### Description of the task
Go through the data below. Pull out every line that has the word "page".

Stored entries:
==================================================
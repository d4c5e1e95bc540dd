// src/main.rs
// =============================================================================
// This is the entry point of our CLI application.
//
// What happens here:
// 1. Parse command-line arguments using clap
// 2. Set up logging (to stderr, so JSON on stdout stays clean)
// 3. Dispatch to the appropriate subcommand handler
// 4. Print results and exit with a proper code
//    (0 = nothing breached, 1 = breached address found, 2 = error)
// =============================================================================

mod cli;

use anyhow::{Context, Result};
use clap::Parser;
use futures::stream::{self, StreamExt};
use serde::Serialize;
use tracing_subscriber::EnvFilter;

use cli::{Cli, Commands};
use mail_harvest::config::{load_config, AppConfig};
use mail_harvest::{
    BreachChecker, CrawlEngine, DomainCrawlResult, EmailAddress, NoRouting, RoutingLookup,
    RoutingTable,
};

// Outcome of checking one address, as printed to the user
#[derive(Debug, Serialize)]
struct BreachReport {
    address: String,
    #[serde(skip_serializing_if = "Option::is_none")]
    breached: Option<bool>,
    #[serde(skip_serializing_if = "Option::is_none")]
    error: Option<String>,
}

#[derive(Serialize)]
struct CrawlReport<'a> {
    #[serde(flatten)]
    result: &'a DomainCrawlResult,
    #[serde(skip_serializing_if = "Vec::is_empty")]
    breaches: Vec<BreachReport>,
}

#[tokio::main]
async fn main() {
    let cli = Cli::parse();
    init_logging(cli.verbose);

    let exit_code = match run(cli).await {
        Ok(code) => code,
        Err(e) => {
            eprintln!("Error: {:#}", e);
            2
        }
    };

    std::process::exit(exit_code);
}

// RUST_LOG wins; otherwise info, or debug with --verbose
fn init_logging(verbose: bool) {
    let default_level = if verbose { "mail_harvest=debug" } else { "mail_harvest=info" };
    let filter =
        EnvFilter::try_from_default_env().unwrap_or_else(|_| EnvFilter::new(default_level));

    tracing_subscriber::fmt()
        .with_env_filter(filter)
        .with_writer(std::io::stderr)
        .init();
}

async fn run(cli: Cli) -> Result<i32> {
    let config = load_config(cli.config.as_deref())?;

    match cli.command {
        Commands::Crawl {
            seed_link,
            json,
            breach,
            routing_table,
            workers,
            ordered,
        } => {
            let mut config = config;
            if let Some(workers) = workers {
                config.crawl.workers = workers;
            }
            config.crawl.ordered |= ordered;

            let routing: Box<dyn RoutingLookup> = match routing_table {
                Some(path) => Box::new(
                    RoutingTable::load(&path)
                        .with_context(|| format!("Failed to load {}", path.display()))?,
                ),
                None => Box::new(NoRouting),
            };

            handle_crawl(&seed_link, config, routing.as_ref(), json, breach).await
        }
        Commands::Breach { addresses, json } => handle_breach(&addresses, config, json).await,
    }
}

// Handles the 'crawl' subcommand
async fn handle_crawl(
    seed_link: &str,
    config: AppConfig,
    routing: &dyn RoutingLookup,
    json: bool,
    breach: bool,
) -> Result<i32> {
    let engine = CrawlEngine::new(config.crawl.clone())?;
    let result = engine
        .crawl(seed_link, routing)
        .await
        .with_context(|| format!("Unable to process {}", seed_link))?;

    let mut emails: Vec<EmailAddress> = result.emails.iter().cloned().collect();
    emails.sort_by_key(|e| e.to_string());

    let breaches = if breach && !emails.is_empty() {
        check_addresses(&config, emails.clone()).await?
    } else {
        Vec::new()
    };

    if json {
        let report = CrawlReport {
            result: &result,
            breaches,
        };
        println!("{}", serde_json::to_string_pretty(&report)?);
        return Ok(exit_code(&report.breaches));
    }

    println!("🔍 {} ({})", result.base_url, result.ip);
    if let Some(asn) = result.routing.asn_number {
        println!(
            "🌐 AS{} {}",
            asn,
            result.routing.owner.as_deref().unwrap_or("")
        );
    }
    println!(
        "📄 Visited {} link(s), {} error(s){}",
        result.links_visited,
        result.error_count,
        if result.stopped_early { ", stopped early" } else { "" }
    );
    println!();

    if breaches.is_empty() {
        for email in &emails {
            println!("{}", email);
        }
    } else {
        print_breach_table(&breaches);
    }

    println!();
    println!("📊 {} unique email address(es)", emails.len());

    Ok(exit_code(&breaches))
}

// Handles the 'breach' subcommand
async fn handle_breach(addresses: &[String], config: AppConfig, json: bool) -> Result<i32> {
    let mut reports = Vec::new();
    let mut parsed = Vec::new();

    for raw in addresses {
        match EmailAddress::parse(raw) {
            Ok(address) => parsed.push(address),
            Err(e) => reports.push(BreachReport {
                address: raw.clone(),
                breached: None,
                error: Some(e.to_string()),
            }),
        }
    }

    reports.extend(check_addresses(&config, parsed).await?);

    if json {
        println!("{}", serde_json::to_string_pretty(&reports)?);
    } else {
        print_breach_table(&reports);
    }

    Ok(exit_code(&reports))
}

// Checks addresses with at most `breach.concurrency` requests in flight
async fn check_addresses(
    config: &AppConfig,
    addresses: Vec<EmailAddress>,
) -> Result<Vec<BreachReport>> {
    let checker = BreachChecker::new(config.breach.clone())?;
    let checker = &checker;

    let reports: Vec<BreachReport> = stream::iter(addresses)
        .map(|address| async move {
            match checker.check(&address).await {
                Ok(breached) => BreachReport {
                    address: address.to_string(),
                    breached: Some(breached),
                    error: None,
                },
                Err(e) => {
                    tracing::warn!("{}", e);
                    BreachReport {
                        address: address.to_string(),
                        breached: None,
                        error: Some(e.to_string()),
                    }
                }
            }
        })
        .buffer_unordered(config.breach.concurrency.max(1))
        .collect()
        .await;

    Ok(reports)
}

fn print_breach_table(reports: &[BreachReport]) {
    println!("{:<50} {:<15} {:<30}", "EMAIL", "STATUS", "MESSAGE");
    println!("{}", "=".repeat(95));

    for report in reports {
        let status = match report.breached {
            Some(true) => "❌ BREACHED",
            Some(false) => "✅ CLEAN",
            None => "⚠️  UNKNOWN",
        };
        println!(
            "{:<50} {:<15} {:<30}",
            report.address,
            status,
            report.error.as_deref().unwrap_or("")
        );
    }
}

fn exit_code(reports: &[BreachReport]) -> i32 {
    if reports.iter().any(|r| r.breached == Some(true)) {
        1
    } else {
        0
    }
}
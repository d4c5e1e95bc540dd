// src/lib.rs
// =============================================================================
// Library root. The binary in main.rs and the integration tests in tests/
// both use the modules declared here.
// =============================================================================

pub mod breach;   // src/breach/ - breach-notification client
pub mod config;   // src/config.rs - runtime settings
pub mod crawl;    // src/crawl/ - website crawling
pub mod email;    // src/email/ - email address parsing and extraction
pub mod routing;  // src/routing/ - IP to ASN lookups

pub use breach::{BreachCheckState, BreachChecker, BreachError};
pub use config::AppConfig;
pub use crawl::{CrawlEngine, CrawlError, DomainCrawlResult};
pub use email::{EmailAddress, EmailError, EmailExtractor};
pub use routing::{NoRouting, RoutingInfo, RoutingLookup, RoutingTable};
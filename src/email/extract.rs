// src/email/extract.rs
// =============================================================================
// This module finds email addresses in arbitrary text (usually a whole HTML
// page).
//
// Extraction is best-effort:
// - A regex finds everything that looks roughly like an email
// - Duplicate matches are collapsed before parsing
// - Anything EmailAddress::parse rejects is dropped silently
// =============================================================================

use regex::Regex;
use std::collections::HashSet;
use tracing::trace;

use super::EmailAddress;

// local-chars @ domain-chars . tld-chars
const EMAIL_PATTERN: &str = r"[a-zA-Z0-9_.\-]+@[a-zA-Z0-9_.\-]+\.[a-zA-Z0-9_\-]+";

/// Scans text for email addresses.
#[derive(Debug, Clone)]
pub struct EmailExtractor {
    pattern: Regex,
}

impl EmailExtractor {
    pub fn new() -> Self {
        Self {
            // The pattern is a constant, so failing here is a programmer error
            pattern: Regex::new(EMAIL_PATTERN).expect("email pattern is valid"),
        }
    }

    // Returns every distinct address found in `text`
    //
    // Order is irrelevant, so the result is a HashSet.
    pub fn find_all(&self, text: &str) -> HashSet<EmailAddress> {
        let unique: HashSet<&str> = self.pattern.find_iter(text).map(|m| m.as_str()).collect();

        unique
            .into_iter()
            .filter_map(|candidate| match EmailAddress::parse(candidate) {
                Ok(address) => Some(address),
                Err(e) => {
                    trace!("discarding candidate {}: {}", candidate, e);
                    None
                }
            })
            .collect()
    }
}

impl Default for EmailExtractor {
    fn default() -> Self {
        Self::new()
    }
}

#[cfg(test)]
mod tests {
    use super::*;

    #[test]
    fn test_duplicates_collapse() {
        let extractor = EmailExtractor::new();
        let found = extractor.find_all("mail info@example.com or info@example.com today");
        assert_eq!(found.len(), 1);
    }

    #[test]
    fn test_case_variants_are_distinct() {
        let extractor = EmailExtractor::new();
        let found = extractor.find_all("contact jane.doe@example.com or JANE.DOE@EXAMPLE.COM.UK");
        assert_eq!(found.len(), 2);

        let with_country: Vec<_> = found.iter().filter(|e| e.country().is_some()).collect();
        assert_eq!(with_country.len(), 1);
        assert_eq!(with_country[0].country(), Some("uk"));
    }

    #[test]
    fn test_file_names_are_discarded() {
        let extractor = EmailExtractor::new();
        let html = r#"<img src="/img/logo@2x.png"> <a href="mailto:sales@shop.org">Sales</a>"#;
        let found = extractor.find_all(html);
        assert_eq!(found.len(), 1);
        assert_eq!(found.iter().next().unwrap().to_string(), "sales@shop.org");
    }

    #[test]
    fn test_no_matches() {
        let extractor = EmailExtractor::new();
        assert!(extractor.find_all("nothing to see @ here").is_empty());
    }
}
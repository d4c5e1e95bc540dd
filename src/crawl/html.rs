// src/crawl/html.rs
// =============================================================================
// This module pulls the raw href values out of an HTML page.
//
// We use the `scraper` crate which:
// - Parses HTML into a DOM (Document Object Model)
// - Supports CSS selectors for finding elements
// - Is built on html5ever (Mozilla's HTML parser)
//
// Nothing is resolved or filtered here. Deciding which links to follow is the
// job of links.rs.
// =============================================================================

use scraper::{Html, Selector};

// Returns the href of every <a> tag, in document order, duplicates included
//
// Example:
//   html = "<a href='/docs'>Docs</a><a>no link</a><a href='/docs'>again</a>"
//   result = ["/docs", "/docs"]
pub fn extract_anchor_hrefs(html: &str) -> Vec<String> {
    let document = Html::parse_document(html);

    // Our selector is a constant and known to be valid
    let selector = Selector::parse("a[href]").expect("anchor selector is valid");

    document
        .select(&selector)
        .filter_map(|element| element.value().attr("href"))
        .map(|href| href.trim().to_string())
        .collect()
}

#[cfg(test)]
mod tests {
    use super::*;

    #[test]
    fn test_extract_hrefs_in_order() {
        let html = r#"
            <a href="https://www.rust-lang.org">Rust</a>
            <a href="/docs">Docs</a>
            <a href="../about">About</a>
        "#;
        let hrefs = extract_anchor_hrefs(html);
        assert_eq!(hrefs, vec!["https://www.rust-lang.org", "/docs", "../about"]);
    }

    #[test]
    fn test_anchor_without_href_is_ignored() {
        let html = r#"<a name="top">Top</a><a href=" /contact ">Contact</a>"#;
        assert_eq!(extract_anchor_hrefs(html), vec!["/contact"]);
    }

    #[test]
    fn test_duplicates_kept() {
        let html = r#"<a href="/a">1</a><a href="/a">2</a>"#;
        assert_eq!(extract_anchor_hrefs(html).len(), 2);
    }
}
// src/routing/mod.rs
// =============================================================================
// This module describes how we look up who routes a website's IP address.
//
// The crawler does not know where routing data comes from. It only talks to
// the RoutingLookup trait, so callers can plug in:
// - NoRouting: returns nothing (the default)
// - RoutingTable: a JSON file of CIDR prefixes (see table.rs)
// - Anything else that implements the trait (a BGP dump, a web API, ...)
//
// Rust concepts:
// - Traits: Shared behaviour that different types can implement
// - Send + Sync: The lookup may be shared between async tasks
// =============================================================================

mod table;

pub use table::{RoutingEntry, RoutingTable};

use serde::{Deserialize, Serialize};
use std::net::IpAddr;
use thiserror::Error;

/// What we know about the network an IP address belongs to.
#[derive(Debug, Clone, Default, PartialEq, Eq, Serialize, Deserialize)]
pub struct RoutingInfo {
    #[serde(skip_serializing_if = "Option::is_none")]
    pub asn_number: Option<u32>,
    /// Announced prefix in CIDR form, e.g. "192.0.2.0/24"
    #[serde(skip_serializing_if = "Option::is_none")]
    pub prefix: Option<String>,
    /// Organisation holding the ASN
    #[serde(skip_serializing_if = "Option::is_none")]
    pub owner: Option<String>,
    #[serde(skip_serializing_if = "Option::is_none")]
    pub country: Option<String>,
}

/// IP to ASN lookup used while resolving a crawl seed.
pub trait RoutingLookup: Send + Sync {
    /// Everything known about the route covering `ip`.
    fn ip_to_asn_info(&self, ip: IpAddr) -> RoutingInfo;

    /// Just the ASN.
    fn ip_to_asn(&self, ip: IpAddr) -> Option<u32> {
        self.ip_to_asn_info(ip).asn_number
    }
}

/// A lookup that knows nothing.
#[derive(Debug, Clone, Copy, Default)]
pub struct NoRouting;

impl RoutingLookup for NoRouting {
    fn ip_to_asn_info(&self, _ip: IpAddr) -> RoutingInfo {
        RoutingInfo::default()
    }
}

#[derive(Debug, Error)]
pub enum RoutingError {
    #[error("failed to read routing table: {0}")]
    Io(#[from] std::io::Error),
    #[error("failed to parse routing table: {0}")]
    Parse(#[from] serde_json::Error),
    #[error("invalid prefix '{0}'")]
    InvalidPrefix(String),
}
==================================================
### Answer box
// page).
// This module pulls the raw href values out of an HTML page.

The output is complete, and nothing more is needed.